* [Task]: Where the string "TilePos" appears in a line of the data, show that line.

━━━ Supplied records ━━━

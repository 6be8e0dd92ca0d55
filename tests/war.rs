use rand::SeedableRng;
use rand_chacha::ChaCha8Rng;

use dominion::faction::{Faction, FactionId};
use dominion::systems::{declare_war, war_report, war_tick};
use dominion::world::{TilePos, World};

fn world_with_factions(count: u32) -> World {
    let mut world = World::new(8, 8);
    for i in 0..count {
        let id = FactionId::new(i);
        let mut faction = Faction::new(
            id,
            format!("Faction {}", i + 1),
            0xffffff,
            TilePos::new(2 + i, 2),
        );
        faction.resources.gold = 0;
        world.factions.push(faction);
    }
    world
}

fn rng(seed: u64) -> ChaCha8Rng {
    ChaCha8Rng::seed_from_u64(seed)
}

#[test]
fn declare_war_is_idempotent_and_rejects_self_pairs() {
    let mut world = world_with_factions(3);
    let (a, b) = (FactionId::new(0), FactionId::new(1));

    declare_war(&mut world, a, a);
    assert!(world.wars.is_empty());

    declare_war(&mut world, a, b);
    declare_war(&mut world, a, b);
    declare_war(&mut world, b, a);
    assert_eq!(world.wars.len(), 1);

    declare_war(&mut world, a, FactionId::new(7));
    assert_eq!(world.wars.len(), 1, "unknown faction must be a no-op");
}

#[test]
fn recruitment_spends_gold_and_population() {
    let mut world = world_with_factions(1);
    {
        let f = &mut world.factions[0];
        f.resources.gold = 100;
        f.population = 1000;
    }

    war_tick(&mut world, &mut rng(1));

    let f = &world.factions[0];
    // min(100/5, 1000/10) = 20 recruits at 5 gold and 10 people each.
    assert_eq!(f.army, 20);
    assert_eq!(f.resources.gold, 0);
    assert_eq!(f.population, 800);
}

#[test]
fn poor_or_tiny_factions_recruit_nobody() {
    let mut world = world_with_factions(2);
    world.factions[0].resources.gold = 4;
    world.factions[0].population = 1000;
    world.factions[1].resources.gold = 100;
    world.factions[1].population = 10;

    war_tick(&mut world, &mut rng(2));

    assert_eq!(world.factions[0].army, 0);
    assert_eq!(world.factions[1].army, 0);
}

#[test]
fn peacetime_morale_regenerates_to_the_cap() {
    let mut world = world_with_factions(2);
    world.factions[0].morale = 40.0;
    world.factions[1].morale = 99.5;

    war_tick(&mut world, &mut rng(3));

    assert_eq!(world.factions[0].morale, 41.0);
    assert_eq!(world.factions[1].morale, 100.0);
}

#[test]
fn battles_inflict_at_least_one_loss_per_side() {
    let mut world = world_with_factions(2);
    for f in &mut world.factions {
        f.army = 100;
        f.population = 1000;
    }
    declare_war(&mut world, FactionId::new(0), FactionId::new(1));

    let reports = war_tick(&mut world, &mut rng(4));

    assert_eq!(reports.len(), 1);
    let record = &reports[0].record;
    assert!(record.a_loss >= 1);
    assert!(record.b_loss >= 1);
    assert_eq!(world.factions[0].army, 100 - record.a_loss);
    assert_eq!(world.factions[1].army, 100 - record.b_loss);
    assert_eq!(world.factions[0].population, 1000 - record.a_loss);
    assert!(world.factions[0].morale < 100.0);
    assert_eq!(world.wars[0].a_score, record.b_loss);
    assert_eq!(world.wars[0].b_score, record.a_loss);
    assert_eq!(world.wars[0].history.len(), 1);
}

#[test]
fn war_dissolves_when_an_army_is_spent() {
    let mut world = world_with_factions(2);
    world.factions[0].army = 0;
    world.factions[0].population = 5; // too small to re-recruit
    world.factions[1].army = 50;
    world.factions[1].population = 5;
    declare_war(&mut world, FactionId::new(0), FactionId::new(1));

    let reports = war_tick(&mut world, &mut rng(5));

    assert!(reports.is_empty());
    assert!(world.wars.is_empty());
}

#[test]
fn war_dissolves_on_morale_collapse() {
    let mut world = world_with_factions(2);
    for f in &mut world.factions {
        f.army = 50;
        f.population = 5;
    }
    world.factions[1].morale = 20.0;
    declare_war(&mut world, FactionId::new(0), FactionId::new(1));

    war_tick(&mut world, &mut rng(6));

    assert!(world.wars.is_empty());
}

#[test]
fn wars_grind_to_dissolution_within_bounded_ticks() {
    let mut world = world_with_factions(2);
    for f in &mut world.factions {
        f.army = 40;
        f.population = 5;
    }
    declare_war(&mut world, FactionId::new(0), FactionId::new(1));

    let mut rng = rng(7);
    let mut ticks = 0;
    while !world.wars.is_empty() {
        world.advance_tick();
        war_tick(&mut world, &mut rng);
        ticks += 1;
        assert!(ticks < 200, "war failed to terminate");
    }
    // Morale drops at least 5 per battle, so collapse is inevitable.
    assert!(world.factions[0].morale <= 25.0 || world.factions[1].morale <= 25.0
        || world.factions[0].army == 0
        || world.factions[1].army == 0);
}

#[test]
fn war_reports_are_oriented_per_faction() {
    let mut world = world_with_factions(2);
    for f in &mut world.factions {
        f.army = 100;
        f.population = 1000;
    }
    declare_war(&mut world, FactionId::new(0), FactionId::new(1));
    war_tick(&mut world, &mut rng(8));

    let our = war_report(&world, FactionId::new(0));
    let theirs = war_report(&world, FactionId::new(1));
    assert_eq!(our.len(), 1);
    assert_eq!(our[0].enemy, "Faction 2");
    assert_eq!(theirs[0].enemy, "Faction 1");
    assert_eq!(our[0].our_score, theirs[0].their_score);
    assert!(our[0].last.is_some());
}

━━━

* [Response box]:
use dominion::world::{TilePos, World};
            TilePos::new(2 + i, 2),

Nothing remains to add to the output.